Several previous studies comparing singleton deliveries with and without prior LEEP have shown a tendency toward an increased risk for preterm delivery8,12–14; however, no study has ever assessed the association between LEEP and risk of subsequent preterm delivery in twin pregnancies. Although the group of neonates with the greatest risk of morbidity and mortality comprises those born before 32 weeks of gestation, the group between 32 and 36 weeks still experiences an increased risk of health and developmental disorders compared with those born at term. Recently, some authors have used 34 weeks as cutoff week for preterm delivery, but as we present preterm delivery in subcategories, the traditional definition was used in this study. In the past decades, the increased frequency of twin deliveries has resulted in higher rates of preterm twin deliveries, but in contrast to singleton deliveries, the overall mortality rates have not decreased in twin deliveries.15,16 In addition to the higher risk of preterm delivery per se, twin pregnancies also differ from singleton pregnancies in that two infants are affected with the potential adverse consequences of a preterm delivery.

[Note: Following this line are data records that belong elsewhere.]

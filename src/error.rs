use std::io;
use thiserror::Error;

/// Every way decoding or encoding a save container can fail.
///
/// Failures are deterministic: nothing here is transient, so callers never
/// retry. The library never logs these; surfacing them is the caller's job.
#[derive(Error, Debug)]
pub enum FormatError {
    #[error("Header must be exactly 32 bytes, got {0}")]
    InvalidLength(usize),
    #[error("Invalid save header: marker fields do not match in either byte order")]
    InvalidHeader,
    #[error("Unrecognized leading byte 0x{0:02x}: not a save container or markup payload")]
    UnrecognizedMagic(u8),
    #[error("Corrupt compressed payload: {0}")]
    CorruptPayload(String),
    #[error("Compressed payload of {size} bytes exceeds container capacity of {capacity} bytes")]
    PayloadTooLarge { size: usize, capacity: usize },
    /// The header only validates as big-endian, and the console layout is
    /// unconfirmed. See `OpenOptions::allow_big_endian`.
    #[error("Big-endian (console) save headers are not supported")]
    UnsupportedByteOrder,
    #[error("Checksum mismatch: header stores {stored:#010x}, payload hashes to {computed:#010x}")]
    ChecksumMismatch { stored: u32, computed: u32 },
    #[error("Size mismatch: header declares {declared} uncompressed bytes, payload has {actual}")]
    SizeMismatch { declared: u32, actual: usize },
    #[error("IO error: {0}")]
    Io(#[from] io::Error),
}
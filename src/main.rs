use std::{env, process};

use hack_code::{encode_comp, encode_dest, encode_instruction, encode_jump};

fn run(dest: &str, comp: &str, jump: &str) -> hack_code::Result<()> {
    let word = encode_instruction(dest, comp, jump)?;

    println!("dest {}", encode_dest(dest));
    println!("comp {}", encode_comp(comp)?);
    println!("jump {}", encode_jump(jump)?);
    println!("{:016b}", word);

    Ok(())
}

fn main() {
    let args: Vec<String> = env::args().collect();
    let program = args.first().map_or("hack-code", String::as_str);
    if args.len() < 2 || args.len() > 4 {
        eprintln!("Usage: {} <comp> [dest] [jump]", program);
        process::exit(2);
    }

    let comp = &args[1];
    let dest = args.get(2).map_or("", String::as_str);
    let jump = args.get(3).map_or("", String::as_str);

    if let Err(err) = run(dest, comp, jump) {
        eprintln!("{}", err);
        process::exit(1);
    }
}
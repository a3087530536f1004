//! Field encoder for Hack C-instructions (`dest=comp;jump`).
//!
//! The caller splits an instruction into its three mnemonics, with an empty
//! string standing in for an absent dest or jump, and gets back the binary
//! fields defined by the Hack instruction set:
//!
//! ```
//! assert_eq!(hack_code::encode_dest("AM").to_string(), "101");
//! assert_eq!(hack_code::encode_comp("D+M").unwrap().to_string(), "1000010");
//! assert_eq!(hack_code::encode_jump("JLT").unwrap().to_string(), "100");
//! ```

pub mod commands;
pub mod error;
pub mod field;
mod parser;
pub mod translator;

pub use commands::{Computation, Destination, JumpCondition};
pub use error::{EncodeError, Result};
pub use field::Field;

/// The 3-bit dest field, ordered A, D, M. Total: characters other than
/// A, D and M are ignored and the empty mnemonic is `000`.
pub fn encode_dest(mnemonic: &str) -> Field {
    translator::dest_bits(&parser::destination(mnemonic))
}

/// The 7-bit comp field: the a-bit followed by the six ALU control bits.
pub fn encode_comp(mnemonic: &str) -> Result<Field> {
    translator::comp_bits(&parser::computation(mnemonic)?)
}

/// The 3-bit jump field; the empty mnemonic is `000`.
pub fn encode_jump(mnemonic: &str) -> Result<Field> {
    Ok(translator::jump_bits(parser::jump(mnemonic)?))
}

/// The full 16-bit C-instruction word for `dest=comp;jump`.
pub fn encode_instruction(dest: &str, comp: &str, jump: &str) -> Result<u16> {
    translator::translate_c(
        &parser::destination(dest),
        &parser::computation(comp)?,
        parser::jump(jump)?,
    )
}

#[test]
fn dest_fixtures() {
    assert_eq!(encode_dest(""), "000");
    assert_eq!(encode_dest("A"), "100");
    assert_eq!(encode_dest("D"), "010");
    assert_eq!(encode_dest("M"), "001");
    assert_eq!(encode_dest("AD"), "110");
    assert_eq!(encode_dest("ADM"), "111");
    assert_eq!(encode_dest("AMD"), "111");
    assert_eq!(encode_dest("MA"), "101");
}

#[test]
fn dest_is_injective_over_subsets() {
    let subsets = ["", "A", "D", "M", "AD", "AM", "DM", "ADM"];
    let mut seen = std::collections::HashSet::new();
    for subset in subsets {
        assert!(seen.insert(encode_dest(subset).value()), "{}", subset);
    }
    assert_eq!(seen.len(), 8);
}

#[test]
fn dest_ignores_foreign_characters() {
    assert_eq!(encode_dest("AX"), encode_dest("A"));
    assert_eq!(encode_dest("?"), "000");
}

#[test]
fn comp_fixtures() {
    assert_eq!(encode_comp("0").unwrap(), "0101010");
    assert_eq!(encode_comp("-1").unwrap(), "0111010");
    assert_eq!(encode_comp("D").unwrap(), "0001100");
    assert_eq!(encode_comp("A").unwrap(), "0110000");
    assert_eq!(encode_comp("M").unwrap(), "1110000");
}

#[test]
fn comp_commutative_aliases() {
    assert_eq!(encode_comp("D+A").unwrap(), "0000010");
    assert_eq!(encode_comp("A+D"), encode_comp("D+A"));
    assert_eq!(encode_comp("M+D"), encode_comp("D+M"));
    assert_eq!(encode_comp("1+A"), encode_comp("A+1"));
    assert_eq!(encode_comp("1+D"), encode_comp("D+1"));
    assert_eq!(encode_comp("1+M"), encode_comp("M+1"));
    assert_eq!(encode_comp("A&D"), encode_comp("D&A"));
    assert_eq!(encode_comp("M|D"), encode_comp("D|M"));
    assert_ne!(encode_comp("D-A"), encode_comp("A-D"));
}

#[test]
fn substituting_m_for_a_sets_only_the_a_bit() {
    let pairs = [
        ("A", "M"),
        ("!A", "!M"),
        ("-A", "-M"),
        ("A+1", "M+1"),
        ("1+A", "1+M"),
        ("A-1", "M-1"),
        ("D+A", "D+M"),
        ("A+D", "M+D"),
        ("D-A", "D-M"),
        ("A-D", "M-D"),
        ("D&A", "D&M"),
        ("A&D", "M&D"),
        ("D|A", "D|M"),
        ("A|D", "M|D"),
    ];
    for (with_a, with_m) in pairs {
        let a = encode_comp(with_a).unwrap();
        let m = encode_comp(with_m).unwrap();
        assert_eq!(a.value() & 0b100_0000, 0, "{}", with_a);
        assert_eq!(m.value(), a.value() | 0b100_0000, "{}", with_m);
    }
}

#[test]
fn jump_fixtures() {
    assert_eq!(encode_jump("").unwrap(), "000");
    assert_eq!(encode_jump("JGT").unwrap(), "001");
    assert_eq!(encode_jump("JEQ").unwrap(), "010");
    assert_eq!(encode_jump("JGE").unwrap(), "011");
    assert_eq!(encode_jump("JLT").unwrap(), "100");
    assert_eq!(encode_jump("JNE").unwrap(), "101");
    assert_eq!(encode_jump("JLE").unwrap(), "110");
    assert_eq!(encode_jump("JMP").unwrap(), "111");
}

#[test]
fn unknown_mnemonics_fail() {
    assert_eq!(
        encode_comp("X"),
        Err(EncodeError::InvalidComputation("X".to_string()))
    );
    assert_eq!(
        encode_comp("A+M"),
        Err(EncodeError::InvalidComputation("A+M".to_string()))
    );
    assert_eq!(
        encode_jump("XYZ"),
        Err(EncodeError::InvalidJump("XYZ".to_string()))
    );
    assert_eq!(
        encode_instruction("D", "D+A", "JUMP"),
        Err(EncodeError::InvalidJump("JUMP".to_string()))
    );
}

#[test]
fn encoding_is_deterministic() {
    for _ in 0..3 {
        assert_eq!(encode_comp("D|M"), encode_comp("D|M"));
        assert_eq!(encode_jump("JNE"), encode_jump("JNE"));
        assert_eq!(encode_dest("DM"), encode_dest("DM"));
    }
}

#[test]
fn instruction_words() {
    assert_eq!(encode_instruction("D", "D+A", ""), Ok(0b1110000010010000));
    assert_eq!(encode_instruction("", "0", "JMP"), Ok(0b1110101010000111));
    assert_eq!(encode_instruction("AMD", "M+1", "JNE"), Ok(0b1111110111111101));
    assert_eq!(encode_instruction("M", "D", ""), Ok(0b1110001100001000));
}

#[test]
fn fields_are_shareable_across_threads() {
    let handles: Vec<_> = ["D+1", "M-D", "!A"]
        .into_iter()
        .map(|m| std::thread::spawn(move || encode_comp(m)))
        .collect();
    let fields: Vec<_> = handles.into_iter().map(|h| h.join().unwrap()).collect();
    assert_eq!(fields[0].as_ref().unwrap(), &"0011111");
    assert_eq!(fields[1].as_ref().unwrap(), &"1000111");
    assert_eq!(fields[2].as_ref().unwrap(), &"0110001");
}
use crate::commands::{BinaryOp::*, Operand::*, UnaryOp::*, *};
use crate::error::{EncodeError, Result};
use crate::field::Field;

pub const DEST_WIDTH: u8 = 3;
pub const COMP_WIDTH: u8 = 7;
pub const JUMP_WIDTH: u8 = 3;

// Opcode and the two unused bits of a C-instruction.
const C_INSTRUCTION: u16 = 0xE000;
const A_BIT: u16 = 0b100_0000;

fn mask_if(b: bool, mask: u16) -> u16 {
    if b {
        mask
    } else {
        0x0000
    }
}

pub fn dest_bits(dest: &Destination) -> Field {
    let bits = mask_if(dest.a, 0b100) | mask_if(dest.d, 0b010) | mask_if(dest.m, 0b001);
    Field::new(bits, DEST_WIDTH)
}

// The c1..c6 ALU bits. A and M share a row; the a-bit tells them apart.
fn alu_code(comp: &Computation) -> Option<u16> {
    let code = match comp {
        Computation::Unary(op, rhs) => match (op, rhs) {
            (Identity, Zero) => 0b101010,
            (Identity, One) => 0b111111,
            (Negate, One) => 0b111010,
            (Identity, D) => 0b001100,
            (Identity, A | M) => 0b110000,
            (Not, D) => 0b001101,
            (Not, A | M) => 0b110001,
            (Negate, D) => 0b001111,
            (Negate, A | M) => 0b110011,
            _ => return None,
        },
        Computation::Binary(lhs, op, rhs) => match (lhs, op, rhs) {
            (D, Add, One) | (One, Add, D) => 0b011111,
            (A | M, Add, One) | (One, Add, A | M) => 0b110111,
            (D, Subtract, One) => 0b001110,
            (A | M, Subtract, One) => 0b110010,
            (D, Add, A | M) | (A | M, Add, D) => 0b000010,
            (D, Subtract, A | M) => 0b010011,
            (A | M, Subtract, D) => 0b000111,
            (D, And, A | M) | (A | M, And, D) => 0b000000,
            (D, Or, A | M) | (A | M, Or, D) => 0b010101,
            _ => return None,
        },
    };
    Some(code)
}

pub fn comp_bits(comp: &Computation) -> Result<Field> {
    let code = alu_code(comp).ok_or_else(|| EncodeError::InvalidComputation(comp.to_string()))?;
    Ok(Field::new(mask_if(comp.reads_memory(), A_BIT) | code, COMP_WIDTH))
}

pub fn jump_bits(jump: Option<JumpCondition>) -> Field {
    let bits = jump.map_or(0, |j| u8::from(j) as u16);
    Field::new(bits, JUMP_WIDTH)
}

/// Packs the fields as `111a cccc ccdd djjj`.
pub fn translate_c(
    dest: &Destination,
    comp: &Computation,
    jump: Option<JumpCondition>,
) -> Result<u16> {
    let mut instruction = C_INSTRUCTION;

    instruction |= comp_bits(comp)?.value() << 6;
    instruction |= dest_bits(dest).value() << 3;
    instruction |= jump_bits(jump).value();

    Ok(instruction)
}

#[cfg(test)]
fn comp(mnemonic: &str) -> Computation {
    crate::parser::computation(mnemonic).unwrap()
}

#[test]
fn comp_table() {
    let table = [
        ("0", "0101010"),
        ("1", "0111111"),
        ("-1", "0111010"),
        ("D", "0001100"),
        ("A", "0110000"),
        ("M", "1110000"),
        ("!D", "0001101"),
        ("!A", "0110001"),
        ("!M", "1110001"),
        ("-D", "0001111"),
        ("-A", "0110011"),
        ("-M", "1110011"),
        ("D+1", "0011111"),
        ("1+D", "0011111"),
        ("A+1", "0110111"),
        ("1+A", "0110111"),
        ("M+1", "1110111"),
        ("1+M", "1110111"),
        ("D-1", "0001110"),
        ("A-1", "0110010"),
        ("M-1", "1110010"),
        ("D+A", "0000010"),
        ("A+D", "0000010"),
        ("D+M", "1000010"),
        ("M+D", "1000010"),
        ("D-A", "0010011"),
        ("D-M", "1010011"),
        ("A-D", "0000111"),
        ("M-D", "1000111"),
        ("D&A", "0000000"),
        ("A&D", "0000000"),
        ("D&M", "1000000"),
        ("M&D", "1000000"),
        ("D|A", "0010101"),
        ("A|D", "0010101"),
        ("D|M", "1010101"),
        ("M|D", "1010101"),
    ];

    for (mnemonic, bits) in table {
        assert_eq!(comp_bits(&comp(mnemonic)).unwrap(), bits, "{}", mnemonic);
    }
}

#[test]
fn uncomputable_forms_are_rejected() {
    for mnemonic in [
        "-0", "!0", "!1", "A+M", "M-A", "D+D", "A&A", "D+0", "0+D", "1-D", "1+1", "D&1", "A|1",
    ] {
        assert_eq!(
            comp_bits(&comp(mnemonic)),
            Err(EncodeError::InvalidComputation(mnemonic.to_string())),
            "{}",
            mnemonic
        );
    }
}

#[test]
fn dest_and_jump_bits() {
    assert_eq!(dest_bits(&Destination { a: true, d: false, m: true }), "101");
    assert_eq!(dest_bits(&Destination::default()), "000");
    assert_eq!(jump_bits(None), "000");
    assert_eq!(jump_bits(Some(JumpCondition::Less)), "100");
}

#[test]
fn test_translate_c() {
    let word = translate_c(
        &Destination { a: false, d: true, m: false },
        &comp("D+A"),
        None,
    );
    assert_eq!(word, Ok(0b1110_0000_1001_0000));

    let word = translate_c(
        &Destination { a: true, d: true, m: true },
        &comp("M+1"),
        Some(JumpCondition::NotEqual),
    );
    assert_eq!(word, Ok(0b1111_1101_1111_1101));

    assert!(translate_c(&Destination::default(), &comp("A+M"), None).is_err());
}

A recent study from Australia also showed that women with untreated CIN had a significantly higher risk for preterm delivery than women in the general population.17 In line with this, in a previous study, we introduced a group of singleton deliveries with prior biopsy and found that deliveries subsequent to biopsy only showed a slightly increased risk for preterm delivery compared with no prior procedure.9 In the present study, we did not find an increased risk for preterm delivery in the groups of twin deliveries subsequent to either biopsy or ablation treatment; however, the sample size in the latter group was small.
Our study has several strengths. First, the Danish health information system has an almost 100% coverage of the Danish population and a very high quality of the data. All deliveries in Denmark are registered online immediately after the delivery, ensuring minimal reporting and recall bias. Second, because the Danish Registry of Pathology receives data from every hospital and outpatient clinic in the country, we had virtually complete information on all surgical procedures performed before the deliveries in the study, thus ensuring a minimum of selection bias. Third, we adjusted for several potential confounding factors, including calendar time, maternal age, smoking during pregnancy, and marital status. Last, when performing an analysis including obstetric history variables, we found virtually no changes in the estimates.18
A potential limitation of the study is that the Medical Birth Registry does not contain information about socioeconomic status of the mother; therefore, this potentially confounding variable could not be included in the analyses. However, because both smoking during pregnancy and no partner in pregnancy to some extent reflect lower socioeconomic status in Denmark, we consider the residual confounding after adjusting for these variables to be limited.19 Another limitation is that, although phased out in the early 1990s, inclusion of a small number of laser conizations in the LEEP group is possible in our study. Finally, some of the categories in the stratified analysis were relatively small.
In conclusion, we find a significant increase in risk for spontaneous preterm delivery among twin pregnancies subsequent to LEEP, even after adjusting for several potential risk factors. The risk of preterm delivery subsequent to LEEP is especially strong for the very preterm and extremely preterm categories.